Penning whimsy which won’t offend during this stark episode is a fine balancing act. If an author’s observation lands on the side of offensive, whether intended or otherwise, reputational damage and reader goodwill can diminish swiftly. This connection with the readership, which oft has taken time to construct, ending with a few misguided strokes of the pen.
For example, the following fictional paragraph written for my previous blog Living Fred’s Life, relating to UK PM Boris Johnson’s current condition in an Intensive Care Unit (ICU), was something whose inclusion I pondered for quite a while.
Even though it’s not being disparaging to the prime minister in any way, the fact he’s still not recovered manifested doubts of whether this was a suitable fictional titbit at this juncture. Anyhow, after much mulling, I left the paragraph within the 600+ word narrative. This prose went as follows:-
“His return to a ward (when out of ICU) with other patients affording him an opportunity to embark on escapades with Jim Dale, along with the spirits of Sid James and Bernard Bresslaw. Their bawdy behaviour, including employing guffawing ‘mucky’ laughs; along with removal of TV subtitles, denying hard of hearing fellow patient Arthur Clack the pleasure of viewing favourite show ‘Bargain Hunt’.”

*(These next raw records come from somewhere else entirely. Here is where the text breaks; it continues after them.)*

//! Source-index port: declared step patterns discovered in a codebase.

/// One annotated step-pattern declaration found in source code.
#[derive(Debug, Clone)]
pub struct StepDeclaration {
    /// The declared step pattern, possibly containing placeholders.
    pub pattern: String,
    /// Name of the declaring method.
    pub method_name: String,
    /// Simple name of the declaring class.
    pub class_name: String,
    /// Package of the declaring class.
    pub package_name: String,
    /// Source file of the declaration.
    pub source_file: String,
    /// One-based line of the declaration.
    pub line: u32,
    /// The declaring method's raw text, when available.
    pub method_text: String,
}

/// Enumerates step-pattern declarations known to an external code index.
///
/// Building and querying the index is out of scope here; implementations
/// wrap whatever index the host environment provides.
pub trait SourceIndex: Send + Sync {
    /// Returns every known step declaration.
    ///
    /// # Errors
    ///
    /// Returns an error if the index cannot be queried.
    fn step_declarations(
        &self,
    ) -> Result<Vec<StepDeclaration>, Box<dyn std::error::Error + Send + Sync>>;
}
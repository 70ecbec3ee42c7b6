//! Configuration/resource-error strategy: missing files, unresolvable
//! configuration keys, and container wiring failures.

use std::sync::LazyLock;

use regex::Regex;

use crate::failure::strategies::browser::looks_like_browser;
use crate::failure::strategy::{first_user_frame, ParseError, ParsingStrategy};
use crate::failure::{AssertionKind, FailureRecord, FailureRecordBuilder};

/// Exception names and message fragments that mark a resource failure.
const MARKERS: &[&str] = &[
    "FileNotFoundException",
    "NoSuchFileException",
    "MissingResourceException",
    "NoSuchBeanDefinitionException",
    "BeanCreationException",
    "UnsatisfiedDependencyException",
    "ConfigurationException",
    "Could not resolve placeholder",
    "No such file or directory",
    "resource not found",
    "Missing required configuration",
];

/// A double-quoted substring.
static DOUBLE_QUOTED: LazyLock<Regex> =
    LazyLock::new(|| Regex::new(r#""([^"]+)""#).expect("quote pattern is valid"));

/// A single-quoted substring. The opening quote must sit at a boundary so
/// an apostrophe inside a word (`Can't`) never opens a capture.
static SINGLE_QUOTED: LazyLock<Regex> =
    LazyLock::new(|| Regex::new(r"(?:^|[\s:=(\[])'([^']+)'").expect("quote pattern is valid"));

/// A `key=value` fragment, e.g. `spring.datasource.url=jdbc:...`.
static KEY_VALUE: LazyLock<Regex> =
    LazyLock::new(|| Regex::new(r"\b([A-Za-z_][\w.-]*)=(\S+)").expect("kv pattern is valid"));

/// `SomeException: /path/to/resource (No such file or directory)` — the
/// parenthesized suffix is OS noise, the path is the resource.
static PATH_WITH_SUFFIX: LazyLock<Regex> = LazyLock::new(|| {
    Regex::new(r"Exception:\s*(.+?)\s*\((?:No such file|Access denied|Permission denied)")
        .expect("suffix pattern is valid")
});

/// Recognizes resource/configuration failures and extracts the name of
/// the resource being referenced.
pub struct ResourceErrorStrategy;

impl ResourceErrorStrategy {
    /// Shared priority constant.
    pub const PRIORITY: u8 = 75;
}

/// Returns `true` when the text carries a resource-failure marker.
pub(crate) fn looks_like_resource(text: &str) -> bool {
    MARKERS.iter().any(|marker| text.contains(marker))
}

/// Ordered extraction heuristics: quoted substring, then `key=value`,
/// then exception-specific suffix stripping.
fn extract_resource_name(text: &str) -> Option<String> {
    if let Some(caps) = DOUBLE_QUOTED.captures(text) {
        return Some(caps[1].to_string());
    }
    if let Some(caps) = SINGLE_QUOTED.captures(text) {
        return Some(caps[1].to_string());
    }
    if let Some(caps) = KEY_VALUE.captures(text) {
        return Some(format!("{}={}", &caps[1], &caps[2]));
    }
    if let Some(caps) = PATH_WITH_SUFFIX.captures(text) {
        return Some(caps[1].to_string());
    }
    None
}

impl ParsingStrategy for ResourceErrorStrategy {
    fn can_handle(&self, text: &str) -> bool {
        // Browser-automation traces may mention missing resources; that
        // family is owned by the browser strategy.
        looks_like_resource(text) && !looks_like_browser(text)
    }

    fn parse(&self, text: &str) -> Result<FailureRecord, ParseError> {
        self.gate(text)?;

        // Claiming without a recoverable resource name is an extraction
        // failure; the classifier demotes to the next strategy.
        let resource = extract_resource_name(text).ok_or_else(|| ParseError::Extraction {
            strategy: self.name(),
            reason: "no resource name found".to_string(),
        })?;

        let mut builder = FailureRecordBuilder::new(self.name(), text)
            .error_message(resource)
            .kind(AssertionKind::Resource);
        if let Some((file, line)) = first_user_frame(text) {
            builder = builder.location(file, line);
        }
        Ok(builder.build())
    }

    fn priority(&self) -> u8 {
        Self::PRIORITY
    }

    fn name(&self) -> &'static str {
        "resource-error"
    }
}

#[cfg(test)]
mod tests {
    use super::{ParsingStrategy, ResourceErrorStrategy};
    use crate::failure::strategy::ParseError;
    use crate::failure::AssertionKind;

    #[test]
    fn quoted_resource_name_wins() {
        let text = "java.util.MissingResourceException: Can't find bundle 'messages_en'";
        let record = ResourceErrorStrategy.parse(text).unwrap();

        assert_eq!(record.error_message.as_deref(), Some("messages_en"));
        assert_eq!(record.assertion_kind, AssertionKind::Resource);
    }

    #[test]
    fn apostrophe_inside_a_word_does_not_open_a_capture() {
        let text = "java.util.MissingResourceException: Can't find bundle 'messages_en'";
        let record = ResourceErrorStrategy.parse(text).unwrap();

        assert_eq!(record.error_message.as_deref(), Some("messages_en"));
    }

    #[test]
    fn double_quotes_take_precedence_over_single_quotes() {
        let text = "ConfigurationException: Couldn't load \"app.yaml\" from 'config'";
        let record = ResourceErrorStrategy.parse(text).unwrap();

        assert_eq!(record.error_message.as_deref(), Some("app.yaml"));
    }

    #[test]
    fn key_value_pattern_is_second_choice() {
        let text = "ConfigurationException: Could not resolve placeholder db.url=jdbc:postgres://x";
        let record = ResourceErrorStrategy.parse(text).unwrap();

        assert_eq!(record.error_message.as_deref(), Some("db.url=jdbc:postgres://x"));
    }

    #[test]
    fn file_not_found_suffix_is_stripped() {
        let text = "java.io.FileNotFoundException: /etc/app/config.yaml (No such file or directory)";
        let record = ResourceErrorStrategy.parse(text).unwrap();

        assert_eq!(record.error_message.as_deref(), Some("/etc/app/config.yaml"));
    }

    #[test]
    fn claimed_text_without_resource_name_is_an_extraction_failure() {
        let text = "org.example.ConfigurationException";
        let err = ResourceErrorStrategy.parse(text).unwrap_err();

        assert!(matches!(err, ParseError::Extraction { strategy: "resource-error", .. }));
    }

    #[test]
    fn selenium_trace_is_left_to_the_browser_strategy() {
        let text = "org.openqa.selenium.NoSuchElementException: resource not found: #login";
        assert!(!ResourceErrorStrategy.can_handle(text));
    }
}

Hopefully, this non-insult won’t see me added to a MI5 hit list. Old Bozza would have to pretty sensitive to order a hit on me for something that wasn’t meant as disparaging. Although, I suspect the mop haired leader has far much more on his mind at the minute…… One of them won’t be to locate where his comb is!
I neither support Bozza’s party, or indeed any other political party. This consequential of an ingrained cynicism there’s skullduggery afoot with many MP’s on all sides….. Apart from the UK Non-Skullduggery Party who are refreshingly transparent in their dealings and manifesto. Their policies are sh**e, but at least I can’t accuse them as lacking candour!
I hope Boris Johnson soon emerges strongly from his dreadful pathogen sourced experience. My good wishes to the prime minister are borne from two main reasons. Firstly, I wish him absolutely no ill will; secondly I don’t want a situation where the UK’s political landscape is blighted with the sight of odious Jacob Rees-Mogg as prime minister.
I’ve just informed my mater, who house I’m currently residing in, what my thoughts were about Jacob Rees-Mogg. She wasn’t impressed with my polemic, stating she felt I shouldn’t make statements like that as “Jacob is someone’s son!”…… A surprising argument, bearing in mind earlier, during a discussion relating to ex-England football managers, she informed me ” I would trust that Sam Allardyce with a bleeding barge pole!”
Elderly Parents – You can’t live with them. You can’t live without them!….. But you gotta love them!!